Perlindungan Terhadap Guru di Masa Pandemi

Di tengah gencar-gencarnya Jawa Timur, khususnya Kota Surabaya akan melakukan uji coba sekolah tatap muka. Rupanya, rencana tinggallah rencana. Pro dan kontra pun masih sulit untuk dihindari atau dibendung. Namun, patut disayangkan jika di tengah polemik pro dan kontra akan dimulainya pembelajaran tatap muka tesebut, harus ditebus atau diwarnai dengan berita hoax.

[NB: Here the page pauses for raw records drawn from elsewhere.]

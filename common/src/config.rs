//! Compile-time scene configuration.
//!
//! All timing, capacity and layout values are `const`. Panel-specific values
//! are grouped into [`ScenePreset`]s; the preset used by the application is
//! selected with the `st7789` cargo feature, the same way the firmware picks
//! its display controller at build time.
//!
//! # Compile-Time Validation
//!
//! Presets and timing constants are checked with `const` assertions, so an
//! invalid configuration (a pool larger than the pool capacity, a zero fade
//! duration) fails the build instead of the boot animation.

use crate::element::SpriteKind;
use crate::pool::Bounds;

// =============================================================================
// Design Resolution
// =============================================================================

/// Width the sprite artwork was designed for.
pub const DESIGN_RESOLUTION_WIDTH: u32 = 240;

/// Height the sprite artwork was designed for. The display scale factor is
/// `actual_height / DESIGN_RESOLUTION_HEIGHT`.
pub const DESIGN_RESOLUTION_HEIGHT: u32 = 240;

/// Fixed-point scale representing 1.0 (256 = 100%).
pub const SCALE_UNITY: u16 = 256;

/// Safe area as a percentage of the panel size.
pub const SAFE_AREA_PERCENT: u32 = 80;

// =============================================================================
// Intro Timing
// =============================================================================

/// Offset of the logo fade-in from the start of the intro timeline.
pub const INTRO_FADE_IN_AT_MS: u32 = 10;

/// Offset of the logo fade-out from the start of the intro timeline.
pub const INTRO_FADE_OUT_AT_MS: u32 = 2000;

/// Duration of each logo fade.
pub const INTRO_FADE_MS: u32 = 1000;

/// Logo and decoration size as a percentage of the screen.
pub const HERO_EXTENT_PERCENT: u8 = 80;

const _: () = assert!(INTRO_FADE_IN_AT_MS + INTRO_FADE_MS <= INTRO_FADE_OUT_AT_MS);

// =============================================================================
// Ambient Timing
// =============================================================================

/// Duration of a particle fade-in and of its fade-out.
pub const PARTICLE_FADE_MS: u32 = 3000;

/// Exclusive upper bound of a particle's random start delay.
pub const PARTICLE_MAX_START_DELAY_MS: u32 = 2048;

/// Exclusive upper bound of a particle's random repeat delay.
pub const PARTICLE_MAX_REPEAT_DELAY_MS: u32 = 1024;

/// Duration of the decoration's one-shot fade-in.
pub const DECORATION_FADE_MS: u32 = 1000;

/// Duration of one half of the decoration's bobbing cycle.
pub const DECORATION_BOB_HALF_PERIOD_MS: u32 = 1500;

/// Opacity of the full-screen overlay between particles and decoration.
pub const OVERLAY_OPACITY: u8 = 160;

const _: () = assert!(PARTICLE_FADE_MS > 0);
const _: () = assert!(PARTICLE_MAX_START_DELAY_MS > 0);
const _: () = assert!(PARTICLE_MAX_REPEAT_DELAY_MS > 0);
const _: () = assert!(DECORATION_FADE_MS > 0);
const _: () = assert!(DECORATION_BOB_HALF_PERIOD_MS > 0);

// =============================================================================
// Static Capacities
// =============================================================================

/// Maximum number of live visual elements.
pub const MAX_ELEMENTS: usize = 24;

/// Maximum number of concurrently running timelines.
pub const MAX_TIMELINES: usize = 24;

/// Maximum number of entries in one timeline.
pub const MAX_TIMELINE_ENTRIES: usize = 4;

/// Maximum number of particles in one pool.
pub const MAX_POOL_SIZE: usize = 8;

/// Maximum number of particle pools (one per sprite kind).
pub const MAX_POOLS: usize = 4;

/// Maximum number of completion events collected in one tick.
pub const MAX_COMPLETIONS: usize = 16;

// =============================================================================
// Presets
// =============================================================================

/// One particle pool of the ambient scene.
#[derive(Clone, Copy, Debug, PartialEq, Eq)]
pub struct PoolConfig {
    /// Sprite shown by every particle of the pool.
    pub sprite: SpriteKind,
    /// Number of particles.
    pub count: usize,
}

/// Region particles are scattered over, centred on the screen.
#[derive(Clone, Copy, Debug, PartialEq, Eq)]
pub enum ParticleArea {
    /// The whole panel.
    FullScreen,
    /// The panel shrunk to [`SAFE_AREA_PERCENT`].
    SafeArea,
}

/// Panel-specific configuration of the scene.
#[derive(Clone, Copy, Debug, PartialEq, Eq)]
pub struct ScenePreset {
    /// Short human-readable name.
    pub name: &'static str,
    /// Panel width in pixels.
    pub width: u32,
    /// Panel height in pixels.
    pub height: u32,
    /// Ambient particle pools, in creation (and paint) order.
    pub pools: [PoolConfig; MAX_POOLS],
    /// Where particles may appear.
    pub particle_area: ParticleArea,
    /// Whether the decoration follows the display scale factor or keeps its design size.
    pub decoration_scaled: bool,
    /// Vertical bobbing amplitude of the decoration in pixels (0 disables bobbing).
    pub decoration_bob_px: u32,
}

impl ScenePreset {
    /// Total number of particles across all pools.
    pub const fn total_particles(&self) -> usize {
        let mut total = 0;
        let mut i = 0;
        while i < MAX_POOLS {
            total += self.pools[i].count;
            i += 1;
        }
        total
    }

    /// Fixed-point display scale factor of this panel.
    #[inline]
    pub const fn scale(&self) -> u16 { scale_factor(self.height) }

    /// Scale applied to the decoration.
    #[inline]
    pub const fn decoration_scale(&self) -> u16 {
        if self.decoration_scaled {
            self.scale()
        } else {
            SCALE_UNITY
        }
    }

    /// Bounds used for random particle placement.
    pub const fn particle_bounds(&self) -> Bounds {
        match self.particle_area {
            ParticleArea::FullScreen => Bounds::new(self.width, self.height),
            ParticleArea::SafeArea => {
                let (width, height) = safe_area(self.width, self.height);
                Bounds::new(width, height)
            }
        }
    }

    const fn is_valid(&self) -> bool {
        let mut i = 0;
        while i < MAX_POOLS {
            if self.pools[i].count > MAX_POOL_SIZE {
                return false;
            }
            i += 1;
        }
        self.width > 0 && self.height > 0 && self.total_particles() + 3 <= MAX_ELEMENTS
    }
}

const fn pools(count: usize) -> [PoolConfig; MAX_POOLS] {
    [
        PoolConfig {
            sprite: SpriteKind::Diamond,
            count,
        },
        PoolConfig {
            sprite: SpriteKind::Emerald,
            count,
        },
        PoolConfig {
            sprite: SpriteKind::IronIngot,
            count,
        },
        PoolConfig {
            sprite: SpriteKind::GoldIngot,
            count,
        },
    ]
}

/// 128x128 ST7735 panel: 4 particles per kind over the full panel.
pub const ST7735_PRESET: ScenePreset = ScenePreset {
    name: "st7735",
    width: 128,
    height: 128,
    pools: pools(4),
    particle_area: ParticleArea::FullScreen,
    decoration_scaled: true,
    decoration_bob_px: 0,
};

/// 240x240 ST7789 panel: 3 particles per kind inside the safe area, bobbing decoration.
pub const ST7789_PRESET: ScenePreset = ScenePreset {
    name: "st7789",
    width: 240,
    height: 240,
    pools: pools(3),
    particle_area: ParticleArea::SafeArea,
    decoration_scaled: false,
    decoration_bob_px: 6,
};

const _: () = assert!(ST7735_PRESET.is_valid());
const _: () = assert!(ST7789_PRESET.is_valid());

/// Preset compiled into the application.
#[cfg(feature = "st7789")]
pub const ACTIVE_PRESET: ScenePreset = ST7789_PRESET;

/// Preset compiled into the application.
#[cfg(not(feature = "st7789"))]
pub const ACTIVE_PRESET: ScenePreset = ST7735_PRESET;

// =============================================================================
// Layout Helpers
// =============================================================================

/// Fixed-point scale factor for a panel of the given height (256 = design size).
#[inline]
pub const fn scale_factor(height: u32) -> u16 { (SCALE_UNITY as u32 * height / DESIGN_RESOLUTION_HEIGHT) as u16 }

/// Safe area of a panel, [`SAFE_AREA_PERCENT`] of each dimension.
#[inline]
pub const fn safe_area(
    width: u32,
    height: u32,
) -> (u32, u32) {
    (
        width * SAFE_AREA_PERCENT / 100,
        height * SAFE_AREA_PERCENT / 100,
    )
}

#[cfg(test)]
mod tests {
    use super::*;

    #[test]
    fn test_scale_factor() {
        assert_eq!(scale_factor(240), SCALE_UNITY);
        assert_eq!(scale_factor(128), 136);
        assert_eq!(scale_factor(480), 512);
    }

    #[test]
    fn test_safe_area() {
        assert_eq!(safe_area(240, 240), (192, 192));
        assert_eq!(safe_area(128, 128), (102, 102));
    }

    #[test]
    fn test_preset_particle_totals() {
        assert_eq!(ST7735_PRESET.total_particles(), 16);
        assert_eq!(ST7789_PRESET.total_particles(), 12);
    }

    #[test]
    fn test_preset_bounds() {
        assert_eq!(ST7735_PRESET.particle_bounds(), Bounds::new(128, 128));
        assert_eq!(ST7789_PRESET.particle_bounds(), Bounds::new(192, 192));
    }

    #[test]
    fn test_decoration_scale() {
        assert_eq!(ST7735_PRESET.decoration_scale(), 136);
        assert_eq!(ST7789_PRESET.decoration_scale(), SCALE_UNITY);
    }

    #[test]
    fn test_intro_playtime() {
        assert_eq!(INTRO_FADE_OUT_AT_MS + INTRO_FADE_MS, 3000);
    }
}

Malah justu berita hoax yang terbiarkan akan memperkeruh suasana sekaligus menambah kepanikan warga terkait penyebaran dan penularan Covid-19. Seperti halnya yang akhir-akhir ini terjadi, menyoal simpang siur tentang puluhan jumlah guru yang terpapar dan meninggal karena Covid-19 di Surabaya. Padahal, sampai saat ini belum ada data yang pasti dari Satgas terkait hasil para guru yang terpapar dan meninggal karena Covid-19. Memang, kita publik sadar bahwa penyebaran dan penularan Covid-19 di Kota Surabaya belum ada kata usai.

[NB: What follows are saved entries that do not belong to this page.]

//! Visual elements and the display surface they live on.
//!
//! The animation core never draws anything itself. It talks to the display
//! through the [`Surface`] trait: create an element, set its opacity, position
//! and scale, destroy it. [`ElementTree`] is the retained in-memory
//! implementation used by the simulator renderer and by the tests.
//!
//! # Two-Phase Destruction
//!
//! An element may be destroyed from a completion handler while the animator
//! is still unwinding the tick that fired it. [`Surface::destroy_element_async`]
//! only marks the element; it keeps accepting writes until
//! [`Surface::reap_destroyed`] frees it at the end of the tick and hands the
//! freed handles back so their timelines can be cancelled.

use heapless::Vec;
use log::warn;

use crate::config::{MAX_ELEMENTS, SCALE_UNITY};
use crate::error::SceneError;

/// Sprite artwork an element can show.
#[derive(Clone, Copy, Debug, PartialEq, Eq, Hash)]
pub enum SpriteKind {
    /// Boot logo shown during the intro.
    Logo,
    /// Looping decoration shown in the ambient scene.
    DiamondPickaxe,
    /// Diamond particle.
    Diamond,
    /// Emerald particle.
    Emerald,
    /// Iron ingot particle.
    IronIngot,
    /// Gold ingot particle.
    GoldIngot,
}

/// What an element draws.
#[derive(Clone, Copy, Debug, PartialEq, Eq)]
pub enum ElementKind {
    /// An image.
    Sprite(SpriteKind),
    /// A black rectangle covering its extent, used to dim what lies beneath.
    Overlay,
}

/// Reference point an element's offset is measured from.
#[derive(Clone, Copy, Debug, PartialEq, Eq, Default)]
pub enum Align {
    /// Offset from the top-left corner of the screen.
    #[default]
    TopLeft,
    /// Offset from the screen centre (element centred on it).
    Center,
}

/// Size of an element's box.
#[derive(Clone, Copy, Debug, PartialEq, Eq, Default)]
pub enum Extent {
    /// The sprite's own size times its scale.
    #[default]
    Natural,
    /// A percentage of the screen in both dimensions.
    Percent(u8),
}

/// Generation-checked handle to an element.
///
/// A handle stays unique after its element is freed, so stale handles never
/// alias a newer element that reuses the same slot.
#[derive(Clone, Copy, Debug, PartialEq, Eq, Hash)]
pub struct ElementId {
    slot: u8,
    generation: u16,
}

impl ElementId {
    /// Slot index inside the element tree.
    #[inline]
    pub const fn slot(self) -> usize { self.slot as usize }
}

/// Attributes of a live element.
#[derive(Clone, Copy, Debug, PartialEq, Eq)]
pub struct Element {
    /// What the element draws.
    pub kind: ElementKind,
    /// Anchor of the offset.
    pub align: Align,
    /// Horizontal offset from the anchor.
    pub x: i32,
    /// Vertical offset from the anchor.
    pub y: i32,
    /// Opacity (0 = invisible, 255 = opaque).
    pub opacity: u8,
    /// Fixed-point scale (256 = design size).
    pub scale: u16,
    /// Box size.
    pub extent: Extent,
}

impl Element {
    /// A fresh element: top-left, fully opaque, design scale.
    pub const fn new(kind: ElementKind) -> Self {
        Self {
            kind,
            align: Align::TopLeft,
            x: 0,
            y: 0,
            opacity: u8::MAX,
            scale: SCALE_UNITY,
            extent: Extent::Natural,
        }
    }
}

/// Handles freed by one [`Surface::reap_destroyed`] call.
pub type Reaped = Vec<ElementId, MAX_ELEMENTS>;

/// Display operations the animation core consumes.
pub trait Surface {
    /// Create an element on the active screen, on top of all existing ones.
    fn create_element(
        &mut self,
        kind: ElementKind,
    ) -> Result<ElementId, SceneError>;

    /// Set an element's opacity.
    fn set_opacity(
        &mut self,
        id: ElementId,
        opacity: u8,
    );

    /// Place an element at an offset from an anchor.
    fn set_position(
        &mut self,
        id: ElementId,
        align: Align,
        x: i32,
        y: i32,
    );

    /// Current anchor and offset of an element.
    fn position(
        &self,
        id: ElementId,
    ) -> Option<(Align, i32, i32)>;

    /// Set an element's fixed-point scale (256 = design size).
    fn set_scale(
        &mut self,
        id: ElementId,
        scale: u16,
    );

    /// Set an element's box size.
    fn set_extent(
        &mut self,
        id: ElementId,
        extent: Extent,
    );

    /// Free an element immediately.
    fn destroy_element(
        &mut self,
        id: ElementId,
    );

    /// Mark an element for destruction at the end of the current tick.
    ///
    /// Safe to call from a handler running on behalf of the same element.
    fn destroy_element_async(
        &mut self,
        id: ElementId,
    );

    /// Free every element marked by [`Surface::destroy_element_async`].
    fn reap_destroyed(&mut self) -> Reaped;

    /// Panel resolution `(width, height)` in pixels.
    fn resolution(&self) -> (u32, u32);
}

#[derive(Clone, Copy)]
struct Slot {
    generation: u16,
    element: Option<Element>,
    doomed: bool,
}

impl Slot {
    const EMPTY: Self = Self {
        generation: 0,
        element: None,
        doomed: false,
    };
}

/// Retained element store with creation-order painting.
pub struct ElementTree<const N: usize = MAX_ELEMENTS> {
    slots: [Slot; N],
    /// Slot indices in paint order (first = bottom).
    order: Vec<u8, N>,
    width: u32,
    height: u32,
}

impl<const N: usize> ElementTree<N> {
    const CAPACITY_FITS_SLOT: () = assert!(N <= u8::MAX as usize + 1);

    /// Create an empty tree for a panel of the given resolution.
    pub const fn new(
        width: u32,
        height: u32,
    ) -> Self {
        let () = Self::CAPACITY_FITS_SLOT;
        Self {
            slots: [Slot::EMPTY; N],
            order: Vec::new(),
            width,
            height,
        }
    }

    /// Number of live elements (including ones awaiting reaping).
    #[inline]
    pub fn len(&self) -> usize { self.order.len() }

    /// Whether the tree holds no element.
    #[inline]
    pub fn is_empty(&self) -> bool { self.order.is_empty() }

    /// Look up a live element.
    pub fn get(
        &self,
        id: ElementId,
    ) -> Option<&Element> {
        let slot = self.slots.get(id.slot())?;
        if slot.generation == id.generation {
            slot.element.as_ref()
        } else {
            None
        }
    }

    /// Whether the handle refers to a live element.
    #[inline]
    pub fn contains(
        &self,
        id: ElementId,
    ) -> bool {
        self.get(id).is_some()
    }

    /// Whether the element is marked for destruction but not yet reaped.
    pub fn is_doomed(
        &self,
        id: ElementId,
    ) -> bool {
        self.slots
            .get(id.slot())
            .is_some_and(|slot| slot.generation == id.generation && slot.element.is_some() && slot.doomed)
    }

    /// Iterate over live elements from bottom to top.
    pub fn iter(&self) -> impl Iterator<Item = (ElementId, &Element)> {
        self.order.iter().filter_map(|&slot| {
            let entry = &self.slots[slot as usize];
            entry.element.as_ref().map(|element| {
                (
                    ElementId {
                        slot,
                        generation: entry.generation,
                    },
                    element,
                )
            })
        })
    }

    /// Count live elements showing the given sprite.
    pub fn count_sprites(
        &self,
        sprite: SpriteKind,
    ) -> usize {
        self.iter()
            .filter(|(_, element)| element.kind == ElementKind::Sprite(sprite))
            .count()
    }

    fn get_mut(
        &mut self,
        id: ElementId,
    ) -> Option<&mut Element> {
        let slot = self.slots.get_mut(id.slot())?;
        if slot.generation == id.generation {
            slot.element.as_mut()
        } else {
            None
        }
    }

    fn with_element(
        &mut self,
        id: ElementId,
        op: &str,
        apply: impl FnOnce(&mut Element),
    ) {
        match self.get_mut(id) {
            Some(element) => apply(element),
            None => warn!("{} on stale element {:?}", op, id),
        }
    }

    fn free(
        &mut self,
        id: ElementId,
    ) -> bool {
        let Some(slot) = self.slots.get_mut(id.slot()) else {
            return false;
        };
        if slot.generation != id.generation || slot.element.is_none() {
            return false;
        }
        slot.element = None;
        slot.doomed = false;
        slot.generation = slot.generation.wrapping_add(1);
        self.order.retain(|&index| index as usize != id.slot());
        true
    }
}

impl<const N: usize> Surface for ElementTree<N> {
    fn create_element(
        &mut self,
        kind: ElementKind,
    ) -> Result<ElementId, SceneError> {
        let slot = self
            .slots
            .iter()
            .position(|slot| slot.element.is_none())
            .ok_or(SceneError::TooManyElements)?;

        self.order.push(slot as u8).map_err(|_| SceneError::TooManyElements)?;
        let entry = &mut self.slots[slot];
        entry.element = Some(Element::new(kind));
        entry.doomed = false;

        Ok(ElementId {
            slot: slot as u8,
            generation: entry.generation,
        })
    }

    fn set_opacity(
        &mut self,
        id: ElementId,
        opacity: u8,
    ) {
        self.with_element(id, "set_opacity", |element| element.opacity = opacity);
    }

    fn set_position(
        &mut self,
        id: ElementId,
        align: Align,
        x: i32,
        y: i32,
    ) {
        self.with_element(id, "set_position", |element| {
            element.align = align;
            element.x = x;
            element.y = y;
        });
    }

    fn position(
        &self,
        id: ElementId,
    ) -> Option<(Align, i32, i32)> {
        self.get(id).map(|element| (element.align, element.x, element.y))
    }

    fn set_scale(
        &mut self,
        id: ElementId,
        scale: u16,
    ) {
        self.with_element(id, "set_scale", |element| element.scale = scale);
    }

    fn set_extent(
        &mut self,
        id: ElementId,
        extent: Extent,
    ) {
        self.with_element(id, "set_extent", |element| element.extent = extent);
    }

    fn destroy_element(
        &mut self,
        id: ElementId,
    ) {
        if !self.free(id) {
            warn!("destroy on stale element {:?}", id);
        }
    }

    fn destroy_element_async(
        &mut self,
        id: ElementId,
    ) {
        match self.slots.get_mut(id.slot()) {
            Some(slot) if slot.generation == id.generation && slot.element.is_some() => slot.doomed = true,
            _ => warn!("async destroy on stale element {:?}", id),
        }
    }

    fn reap_destroyed(&mut self) -> Reaped {
        let mut reaped = Reaped::new();
        for slot in 0..N {
            let entry = self.slots[slot];
            if entry.doomed && entry.element.is_some() {
                // `Reaped` holds MAX_ELEMENTS handles; larger trees reap the rest next tick
                if reaped.is_full() {
                    break;
                }
                let id = ElementId {
                    slot: slot as u8,
                    generation: entry.generation,
                };
                if self.free(id) {
                    reaped.push(id).ok();
                }
            }
        }
        reaped
    }

    #[inline]
    fn resolution(&self) -> (u32, u32) { (self.width, self.height) }
}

Namun, bukan berarti harus terbumbuhi dengan berita tanpa data alias hoax. Jadi, kalaupun ada surat yang beredar di masyarakat dari Persatuan Guru Republik Indonesia (PGRI), nomor 46/Org/Kot/XXII/2020. Tepatnya, perihal permintaan kegiatan belajar dari rumah. Sebenarnya, jika kita cermati surat edaran PGRI itu bermasud baik, yakni memberikan perlindungan terhadap guru di masa pandemi. Sebab, bisa kita simak bahwa selama ini ada sejumlah kebijakan yang mengindikasikan lemahnya perlindungan terhadap tenaga pendidik terhadap Covid-19. Misalnya, sebagai pemerintah daerah (pemda) mewajibkan guru tetap hadir ke sekolah setiap hari untuk melakukan absen sidik jari.

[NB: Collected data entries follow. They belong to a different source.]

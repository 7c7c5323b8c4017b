//! Animation core for the boot and ambient display.
//!
//! This crate contains the platform-agnostic scene logic shared by the
//! simulator and any panel driver:
//!
//! - [`easing`]: Normalized easing curves
//! - [`tween`]: Tweened value driver and its hook tags
//! - [`timeline`]: Offset-scheduled, repeating tween sequences
//! - [`animator`]: Tick-driven owner of running timelines
//! - [`element`]: The [`Surface`] display seam and the in-memory element tree
//! - [`pool`]: Particle pools with randomized looping fades
//! - [`scene`]: Intro to ambient scene director
//! - [`config`]: Timing constants, capacities and panel presets
//! - [`profiling`]: Scene log ring buffer and statistics
//! - [`error`]: Construction errors
//!
//! # no_std Compatibility
//!
//! This crate is `no_std` and allocation free. Randomness is injected through
//! [`rand::RngCore`] and time through the `dt_ms` passed to every tick, so it
//! has no clock or entropy dependency of its own.

#![cfg_attr(not(test), no_std)]
// Crate-level lints
#![allow(clippy::cast_possible_truncation)]
#![allow(clippy::cast_precision_loss)]
#![allow(clippy::cast_possible_wrap)]
#![allow(clippy::cast_sign_loss)]

pub mod animator;
pub mod config;
pub mod easing;
pub mod element;
pub mod error;
pub mod pool;
pub mod profiling;
pub mod scene;
pub mod timeline;
pub mod tween;

// Re-export commonly used items
pub use animator::{Animator, TimelineId};
pub use config::*;
pub use easing::Easing;
pub use element::{Align, Element, ElementId, ElementKind, ElementTree, Extent, SpriteKind, Surface};
pub use error::SceneError;
pub use pool::{Bounds, ParticlePool};
pub use profiling::{SceneLog, SceneStats};
pub use scene::{AnimationContext, SceneDirector, SceneState};
pub use timeline::{RepeatCount, Timeline};
pub use tween::{CompleteHook, Property, StartHook, TweenSpec};
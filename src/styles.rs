//! Pre-computed static text styles for the debug page.
//!
//! Styles are `const`, so they are built at compile time and never constructed
//! per frame. Text whose color varies uses [`LABEL_FONT`] with
//! `MonoTextStyle::new(LABEL_FONT, color)`.

use embedded_graphics::{
    mono_font::{MonoFont, MonoTextStyle, ascii::FONT_6X10},
    pixelcolor::Rgb565,
    text::{Alignment, TextStyle, TextStyleBuilder},
};
use profont::PROFONT_12_POINT;

use crate::colors::{GREEN, WHITE};

/// Right-aligned text. Used for the FPS counter in the header.
pub const RIGHT_ALIGNED: TextStyle = TextStyleBuilder::new().alignment(Alignment::Right).build();

/// Small label font (6x10 pixels). Exposed for creating dynamic-color styles.
pub const LABEL_FONT: &MonoFont = &FONT_6X10;

/// Small white text for statistic values.
pub const LABEL_STYLE_WHITE: MonoTextStyle<'static, Rgb565> = MonoTextStyle::new(&FONT_6X10, WHITE);

/// Green page title (`ProFont` 12pt).
pub const TITLE_STYLE_GREEN: MonoTextStyle<'static, Rgb565> = MonoTextStyle::new(&PROFONT_12_POINT, GREEN);
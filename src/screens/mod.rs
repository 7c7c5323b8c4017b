//! Screen modules besides the scene itself.
//!
//! - **Debug Page** ([`debug`]): Scene statistics, frame timing and the scene log
//!   (toggled with `Y` in the simulator window)
//!
//! The scene page is drawn by [`crate::render`].

mod debug;

pub use debug::draw_debug_page;
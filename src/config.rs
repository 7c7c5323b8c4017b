//! Simulator configuration constants.
//!
//! Scene timing and panel presets live in the common crate
//! (`ambient_scene_common::config`). These are the host-side values: frame
//! pacing, the power-on sequence and window settings, all of which need
//! `std::time::Duration`.

use std::time::Duration;

// =============================================================================
// Timing Configuration
// =============================================================================

/// Target frame time (~50 FPS). The main loop sleeps if frame completes early.
pub const FRAME_TIME: Duration = Duration::from_millis(20);

/// Scene time advanced per frame, in milliseconds.
pub const FRAME_MS: u32 = FRAME_TIME.as_millis() as u32;

/// Interval between frame statistics log lines.
pub const METRICS_REPORT_INTERVAL: Duration = Duration::from_secs(1);

/// Frames simulated without a window (10 s of scene time).
#[cfg_attr(feature = "window", allow(dead_code))]
pub const HEADLESS_FRAMES: u32 = 500;

// =============================================================================
// Power-On Sequence
// =============================================================================

/// Settle time after clearing the panel, before switching it on.
pub const PANEL_SETTLE_DELAY: Duration = Duration::from_millis(40);

/// Delay between switching the panel on and starting the scene.
pub const PANEL_ON_DELAY: Duration = Duration::from_millis(10);

// =============================================================================
// Window Configuration
// =============================================================================

/// Pixel scale of the simulator window.
#[cfg_attr(not(feature = "window"), allow(dead_code))]
pub const WINDOW_SCALE: u32 = 3;

/// Simulator window title.
#[cfg_attr(not(feature = "window"), allow(dead_code))]
pub const WINDOW_TITLE: &str = "Ambient Scene Sim";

Detailnya, kewajiban tersebut, tertera jelas dalam Permendikbud Nomor 15 Tahun 2018 dimana setiap guru memiliki ketentuan 37,5 jam kerja efektif, yang hingga akhirnya, ketentuan tersebut telah diubah melalui Surat Edaran Menteri PAN-RB Nomor 58 Tahun 2020 yang memberikan fleksibilitas lokasi kerja baik dari kantor maupun rumah di tengah pandemi.